The Glossa is aware of both readings and gives interpretations of both.

  • Gloss. ord. "According to the Septuagint, ‘Yet three days and Nineveh will be destroyed.’ The same Christ is signified, whether by ‘forty days’ or by ‘three days.’ It is by ‘forty,’ of course, because he brought to conclusion forty days with his disciples and ascended into heaven; by ‘three days’ because he rose again on the third day."
  • Gloss. ord. "A period of forty days is fitting for sinners for the sake of penitence and fasting and prayer and sackcloth and ashes and perseverance in begging for mercy. According to this number, Moses and Elijah and Christ himself fasted. This number is indicated for us for preparing our souls to eat the body of Christ."

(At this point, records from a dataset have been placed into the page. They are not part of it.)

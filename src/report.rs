use std::fmt::Write;

use crate::dashboard::DashboardState;
use crate::feeds::DataOrigin;
use crate::model::{Keyword, Mention, Stats, TrendPoint};
use crate::table::{MentionsTable, Selection};

const TEXT_WIDTH: usize = 60;

/// First line of `text` wrapped at `width`, with an ellipsis when anything
/// was cut.
pub fn clip(text: &str, width: usize) -> String {
    let lines = textwrap::wrap(text, width.max(1));
    match lines.first() {
        None => String::new(),
        Some(first) if lines.len() == 1 => first.to_string(),
        Some(first) => format!("{}...", first.trim_end()),
    }
}

pub fn render_stats(output: &mut String, stats: &Stats) {
    let _ = writeln!(output, "## Sentiment");
    let _ = writeln!(output, "Total mentions: {}", stats.total_mentions);
    let _ = writeln!(
        output,
        "Positive: {} ({:.0}%)",
        stats.positive_count, stats.positive_percentage
    );
    let _ = writeln!(
        output,
        "Negative: {} ({:.0}%)",
        stats.negative_count, stats.negative_percentage
    );
    let _ = writeln!(
        output,
        "Neutral:  {} ({:.0}%)",
        stats.neutral_count, stats.neutral_percentage
    );
}

fn render_trends(output: &mut String, trends: &[TrendPoint]) {
    let _ = writeln!(output, "## Trend");
    if trends.is_empty() {
        let _ = writeln!(output, "No trend data available.");
        return;
    }
    let _ = writeln!(
        output,
        "{:<10}  {:>5}  {:>5}  {:>5}  {:>5}",
        "Date", "Total", "Pos", "Neg", "Neu"
    );
    for point in trends {
        let _ = writeln!(
            output,
            "{:<10}  {:>5}  {:>5}  {:>5}  {:>5}",
            point.date, point.count, point.positive, point.negative, point.neutral
        );
    }
}

fn render_alerts(output: &mut String, stats: &Stats) {
    let _ = writeln!(output, "## Recent alerts");
    if stats.recent_alerts.is_empty() {
        let _ = writeln!(output, "No recent alerts.");
    }
    for alert in &stats.recent_alerts {
        let _ = writeln!(
            output,
            "- [{}] {}",
            alert.created_at.format("%Y-%m-%d %H:%M"),
            alert.message
        );
    }
}

pub fn build_dashboard(state: &DashboardState) -> String {
    let mut output = String::new();
    let _ = writeln!(output, "# Brand Mentions Dashboard");
    if state.origin == DataOrigin::Demo {
        let _ = writeln!(
            output,
            "Backend unavailable: showing generated sample data."
        );
    }
    let _ = writeln!(output);
    render_stats(&mut output, &state.stats);
    let _ = writeln!(output);
    render_trends(&mut output, &state.trends);
    let _ = writeln!(output);
    render_alerts(&mut output, &state.stats);
    let _ = writeln!(output);
    let _ = writeln!(
        output,
        "## Latest mentions ({} of {})",
        state.mentions.data.len(),
        state.mentions.pagination.total
    );
    render_mention_rows(&mut output, &state.mentions.data, &Selection::default());
    output
}

/// A one-line summary for each background stats refresh.
pub fn stats_line(stats: &Stats) -> String {
    format!(
        "total={} positive={} ({:.0}%) negative={} ({:.0}%) neutral={} ({:.0}%)",
        stats.total_mentions,
        stats.positive_count,
        stats.positive_percentage,
        stats.negative_count,
        stats.negative_percentage,
        stats.neutral_count,
        stats.neutral_percentage
    )
}

pub fn render_mention_rows(output: &mut String, rows: &[Mention], selection: &Selection) {
    if rows.is_empty() {
        let _ = writeln!(output, "No mentions found.");
        return;
    }
    let _ = writeln!(
        output,
        "    {:>5}  {:<24}  {:<6}  {:<8}  {:>6}  Text",
        "ID", "Created At", "Source", "Label", "Score"
    );
    for mention in rows {
        let mark = if selection.contains(mention.id) { "[x]" } else { "[ ]" };
        let _ = writeln!(
            output,
            "{} {:>5}  {:<24}  {:<6}  {:<8}  {:>6.2}  {}",
            mark,
            mention.id,
            mention.created_at_iso(),
            mention.platform.as_str(),
            mention.sentiment.as_str(),
            mention.score(),
            clip(&mention.text, TEXT_WIDTH)
        );
    }
}

pub fn build_mentions_table(table: &MentionsTable) -> String {
    let mut output = String::new();
    if let Some(error) = table.error() {
        let _ = writeln!(output, "Error: {}", error);
        return output;
    }

    let config = table.config();
    let filtered = table.filtered().len();
    let _ = writeln!(
        output,
        "Sorted by {} {} | {} matching | page {} of {} | {} selected",
        config.sort_field.api_name(),
        config.sort_order.as_str(),
        filtered,
        if filtered == 0 { 0 } else { config.page_index + 1 },
        table.page_count(),
        table.selection().len()
    );
    render_mention_rows(&mut output, &table.visible(), table.selection());
    output
}

pub fn build_keywords(keywords: &[Keyword]) -> String {
    let mut output = String::new();
    if keywords.is_empty() {
        let _ = writeln!(output, "No keywords tracked.");
        return output;
    }
    let _ = writeln!(
        output,
        "{:>5}  {:<24}  {:<8}  {:<8}  {:<6}  Added",
        "ID", "Keyword", "Platform", "Label", "Active"
    );
    for keyword in keywords {
        let _ = writeln!(
            output,
            "{:>5}  {:<24}  {:<8}  {:<8}  {:<6}  {}",
            keyword.id,
            clip(&keyword.keyword, 24),
            keyword.platform,
            keyword.sentiment.as_str(),
            if keyword.is_active { "yes" } else { "no" },
            keyword.created_at.format("%Y-%m-%d")
        );
    }
    output
}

3:4b,10b; 4:1 overturned + relented + displeased + enraged — Was Jonah a Liar? As with the rabbinical commentators mentioned above, patristic exegetes were concerned to absolve Jonah from any charge of falsehood (cf. Jewish Tradition Jon 3:4b). 

Was God’s Message Untrue?

  • Augustine of Hippo Serm. 361.20 “But what are we to say? That the prophet lied? If you understand it literally, he does seem to have said something untrue; if you understand it in a spiritual way, what the prophet said did happen. Yes, Nineveh was overthrown. Consider what Nineveh was, and see how it was overthrown…It has been overthrown of course because it is no longer constituted by those previous activities.”
  • Augustine of Hippo Enarr. Ps. 51(50):8 “...the prophet’s prediction was verified. Consider what Nineveh was, and how it was overthrown. It was overthrown in respect of its evil ways, and built up in goodness.”
  • John Chrysostom Stat. 5.5 “Was Nineveh destroyed? Quite the contrary. It arose and became more glorious, and all this intervening time has not effaced its glory. And we all yet celebrate it and marvel at it, that subsequently it has become a most safe harbor to all who sin, not allowing them to sink into despair but calling all to repentance, both by what it did and by what it gained from the providence of God, persuading us never to despair of our salvation.”
  • Maximus the Confessor Quaest. Thal. 64.28 Q: “How is God being truthful when He gives the order for the destruction of the city but then does not destroy it?” A: “God in truth both destroys and saves the same city: the former, by making it desist from its error; the latter, by bringing about its acquisition of true knowledge.”
  • Gloss. ord. “According to Jerome: Nineveh, which was evil and well built, was overturned not with respect to its standing fortifications and buildings. The city was overturned in the destruction of its customs. And although what those men had feared did not happen, when Jonah prophesied the future, what he had predicted at God’s command did happen after all.”

Was Jonah Justified in Becoming Angry?

A number of commentators hold that Jonah becomes angry in Jon 4, not because he expected the city’s destruction, but because he feared that he would acquire the reputation of a false prophet (Jewish Tradition Jon 4:1).

  • Cyril of Alexandria Comm. Jon. 4:1–3 “It was not because the city had escaped destruction—the attitude of a wicked and envious man, unbecoming a saint—but because he gave the impression of being a liar and a braggart, idly alarming them, speaking his own mind and not at all what came from the mouth of the Lord.”
  • Theodore of Mopsuestia Comm. Jon. 4:1 “…he was alarmed at the thought that he was likely to gain the reputation for being a sham and charlatan for threatening that destruction would occur in three days, whereas nothing happened.”
  • Ephrem Hymn. virg.: On the contrary, Ephrem would likely disagree with the above commentators: Jonah was not justified in his anger (cf. Christian Tradition Jon 4:1–5). 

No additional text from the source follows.